WORK REQUIRED — For each line below that includes the word "Standard", make a copy.

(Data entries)
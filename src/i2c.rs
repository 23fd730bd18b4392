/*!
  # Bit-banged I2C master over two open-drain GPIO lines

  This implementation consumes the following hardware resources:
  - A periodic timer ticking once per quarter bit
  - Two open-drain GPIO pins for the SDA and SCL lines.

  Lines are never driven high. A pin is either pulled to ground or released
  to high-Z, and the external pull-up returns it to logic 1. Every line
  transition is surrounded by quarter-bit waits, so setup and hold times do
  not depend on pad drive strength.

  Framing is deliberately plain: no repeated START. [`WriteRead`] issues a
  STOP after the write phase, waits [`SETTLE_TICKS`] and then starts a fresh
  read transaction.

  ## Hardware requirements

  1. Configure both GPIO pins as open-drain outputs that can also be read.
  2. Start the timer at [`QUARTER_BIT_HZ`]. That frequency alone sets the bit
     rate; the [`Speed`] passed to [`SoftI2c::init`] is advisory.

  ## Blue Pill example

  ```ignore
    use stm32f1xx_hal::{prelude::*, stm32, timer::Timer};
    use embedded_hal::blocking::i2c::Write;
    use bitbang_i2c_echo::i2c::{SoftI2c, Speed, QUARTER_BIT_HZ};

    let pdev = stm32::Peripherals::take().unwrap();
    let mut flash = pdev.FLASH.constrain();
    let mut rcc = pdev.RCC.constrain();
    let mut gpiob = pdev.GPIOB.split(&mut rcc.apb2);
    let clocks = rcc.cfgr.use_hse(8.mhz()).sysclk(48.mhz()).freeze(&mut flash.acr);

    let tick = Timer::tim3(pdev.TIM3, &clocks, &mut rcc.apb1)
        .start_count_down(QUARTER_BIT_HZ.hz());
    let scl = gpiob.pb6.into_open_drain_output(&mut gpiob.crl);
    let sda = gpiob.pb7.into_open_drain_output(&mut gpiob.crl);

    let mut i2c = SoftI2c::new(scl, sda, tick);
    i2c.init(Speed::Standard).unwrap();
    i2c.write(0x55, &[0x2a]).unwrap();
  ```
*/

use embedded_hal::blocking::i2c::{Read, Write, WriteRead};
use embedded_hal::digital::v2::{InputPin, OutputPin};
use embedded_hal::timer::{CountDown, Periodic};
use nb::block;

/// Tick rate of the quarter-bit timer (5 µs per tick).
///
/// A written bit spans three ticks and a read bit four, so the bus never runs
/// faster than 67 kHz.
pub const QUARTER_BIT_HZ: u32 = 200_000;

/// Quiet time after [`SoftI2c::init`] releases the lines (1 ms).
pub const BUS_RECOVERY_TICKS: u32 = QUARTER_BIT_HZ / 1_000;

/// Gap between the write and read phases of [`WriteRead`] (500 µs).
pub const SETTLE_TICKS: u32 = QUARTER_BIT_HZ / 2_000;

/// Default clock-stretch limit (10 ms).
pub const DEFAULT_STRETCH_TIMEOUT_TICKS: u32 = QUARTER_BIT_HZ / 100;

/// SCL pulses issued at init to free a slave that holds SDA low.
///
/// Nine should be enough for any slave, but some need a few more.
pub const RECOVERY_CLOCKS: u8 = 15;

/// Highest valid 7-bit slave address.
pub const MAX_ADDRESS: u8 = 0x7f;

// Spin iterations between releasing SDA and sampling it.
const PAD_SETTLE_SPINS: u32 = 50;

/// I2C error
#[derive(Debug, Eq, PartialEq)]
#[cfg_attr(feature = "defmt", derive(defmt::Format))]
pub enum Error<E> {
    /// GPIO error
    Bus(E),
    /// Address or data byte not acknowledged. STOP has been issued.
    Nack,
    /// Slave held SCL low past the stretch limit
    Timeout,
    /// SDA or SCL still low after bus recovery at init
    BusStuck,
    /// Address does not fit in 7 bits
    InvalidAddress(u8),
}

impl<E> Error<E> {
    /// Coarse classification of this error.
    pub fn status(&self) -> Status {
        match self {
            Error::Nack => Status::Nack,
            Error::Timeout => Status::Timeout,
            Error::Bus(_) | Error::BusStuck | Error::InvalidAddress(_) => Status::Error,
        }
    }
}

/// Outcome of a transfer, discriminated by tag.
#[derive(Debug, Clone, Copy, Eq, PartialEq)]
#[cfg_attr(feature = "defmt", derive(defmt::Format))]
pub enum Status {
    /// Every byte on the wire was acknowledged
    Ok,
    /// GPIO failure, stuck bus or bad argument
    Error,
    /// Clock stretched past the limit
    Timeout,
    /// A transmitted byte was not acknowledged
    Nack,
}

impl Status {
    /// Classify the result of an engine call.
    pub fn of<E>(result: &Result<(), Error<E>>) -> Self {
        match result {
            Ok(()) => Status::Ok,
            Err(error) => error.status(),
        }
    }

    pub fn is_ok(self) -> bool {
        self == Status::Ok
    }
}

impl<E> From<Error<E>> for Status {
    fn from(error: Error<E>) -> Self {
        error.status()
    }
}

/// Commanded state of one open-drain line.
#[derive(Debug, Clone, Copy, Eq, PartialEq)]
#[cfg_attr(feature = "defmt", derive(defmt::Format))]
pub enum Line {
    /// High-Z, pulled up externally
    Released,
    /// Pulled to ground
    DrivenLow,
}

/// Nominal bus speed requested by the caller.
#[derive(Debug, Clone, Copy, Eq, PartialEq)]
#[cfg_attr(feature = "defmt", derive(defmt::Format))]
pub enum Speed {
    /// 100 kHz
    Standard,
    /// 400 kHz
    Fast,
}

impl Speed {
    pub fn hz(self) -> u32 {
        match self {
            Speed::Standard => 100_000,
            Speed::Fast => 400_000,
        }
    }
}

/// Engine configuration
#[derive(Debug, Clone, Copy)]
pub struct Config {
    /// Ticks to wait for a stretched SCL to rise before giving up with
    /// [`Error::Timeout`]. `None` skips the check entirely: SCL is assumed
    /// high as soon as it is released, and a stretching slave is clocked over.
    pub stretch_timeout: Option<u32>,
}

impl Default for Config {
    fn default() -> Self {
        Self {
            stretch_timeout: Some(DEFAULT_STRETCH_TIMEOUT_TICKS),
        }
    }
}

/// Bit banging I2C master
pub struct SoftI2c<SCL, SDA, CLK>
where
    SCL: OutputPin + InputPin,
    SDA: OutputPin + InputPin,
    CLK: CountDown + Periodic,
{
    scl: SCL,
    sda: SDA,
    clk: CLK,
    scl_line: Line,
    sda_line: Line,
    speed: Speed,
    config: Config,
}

* * *

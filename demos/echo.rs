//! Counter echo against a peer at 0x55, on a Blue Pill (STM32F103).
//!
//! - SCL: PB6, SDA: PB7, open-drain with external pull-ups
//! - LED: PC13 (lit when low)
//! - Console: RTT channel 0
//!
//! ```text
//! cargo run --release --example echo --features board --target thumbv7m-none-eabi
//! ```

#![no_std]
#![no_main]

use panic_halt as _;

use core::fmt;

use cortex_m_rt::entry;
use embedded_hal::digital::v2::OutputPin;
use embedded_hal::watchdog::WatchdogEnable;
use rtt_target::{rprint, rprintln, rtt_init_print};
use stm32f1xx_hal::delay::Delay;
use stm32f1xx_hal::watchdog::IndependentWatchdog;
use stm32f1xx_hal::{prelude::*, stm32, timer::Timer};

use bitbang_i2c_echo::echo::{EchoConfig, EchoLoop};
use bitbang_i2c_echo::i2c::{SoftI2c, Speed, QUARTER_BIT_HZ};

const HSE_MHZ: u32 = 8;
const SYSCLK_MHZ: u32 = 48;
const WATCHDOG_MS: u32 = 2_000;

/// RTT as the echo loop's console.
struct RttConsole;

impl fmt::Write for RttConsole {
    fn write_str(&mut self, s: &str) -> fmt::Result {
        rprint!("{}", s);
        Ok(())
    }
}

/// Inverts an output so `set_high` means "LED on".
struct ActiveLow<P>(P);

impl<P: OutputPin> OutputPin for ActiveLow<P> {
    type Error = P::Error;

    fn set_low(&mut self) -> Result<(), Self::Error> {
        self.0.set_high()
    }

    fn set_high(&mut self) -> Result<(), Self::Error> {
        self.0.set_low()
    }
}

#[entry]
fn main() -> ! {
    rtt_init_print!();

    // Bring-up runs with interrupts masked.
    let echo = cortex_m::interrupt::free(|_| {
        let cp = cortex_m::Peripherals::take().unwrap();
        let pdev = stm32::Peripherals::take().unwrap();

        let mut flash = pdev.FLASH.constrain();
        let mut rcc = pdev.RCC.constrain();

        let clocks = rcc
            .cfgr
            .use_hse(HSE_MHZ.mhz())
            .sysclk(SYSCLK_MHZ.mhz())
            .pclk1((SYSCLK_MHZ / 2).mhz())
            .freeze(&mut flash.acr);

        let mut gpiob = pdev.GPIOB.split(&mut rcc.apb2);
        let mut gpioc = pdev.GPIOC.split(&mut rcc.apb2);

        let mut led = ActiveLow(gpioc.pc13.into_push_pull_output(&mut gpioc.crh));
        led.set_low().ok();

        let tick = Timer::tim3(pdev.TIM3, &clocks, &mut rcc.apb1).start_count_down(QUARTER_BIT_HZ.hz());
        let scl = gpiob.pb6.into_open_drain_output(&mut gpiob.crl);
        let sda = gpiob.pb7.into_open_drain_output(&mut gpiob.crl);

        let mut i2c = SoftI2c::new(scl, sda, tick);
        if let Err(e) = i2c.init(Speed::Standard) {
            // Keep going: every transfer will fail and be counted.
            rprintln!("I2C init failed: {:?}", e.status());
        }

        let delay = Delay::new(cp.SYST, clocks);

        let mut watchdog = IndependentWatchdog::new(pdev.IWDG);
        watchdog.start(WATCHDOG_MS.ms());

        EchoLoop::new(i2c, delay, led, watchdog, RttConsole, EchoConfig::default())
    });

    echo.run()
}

ANSWER SECTION —
    i2c.init(Speed::Standard).unwrap();
    Standard,
            Speed::Standard => 100_000,
        if let Err(e) = i2c.init(Speed::Standard) {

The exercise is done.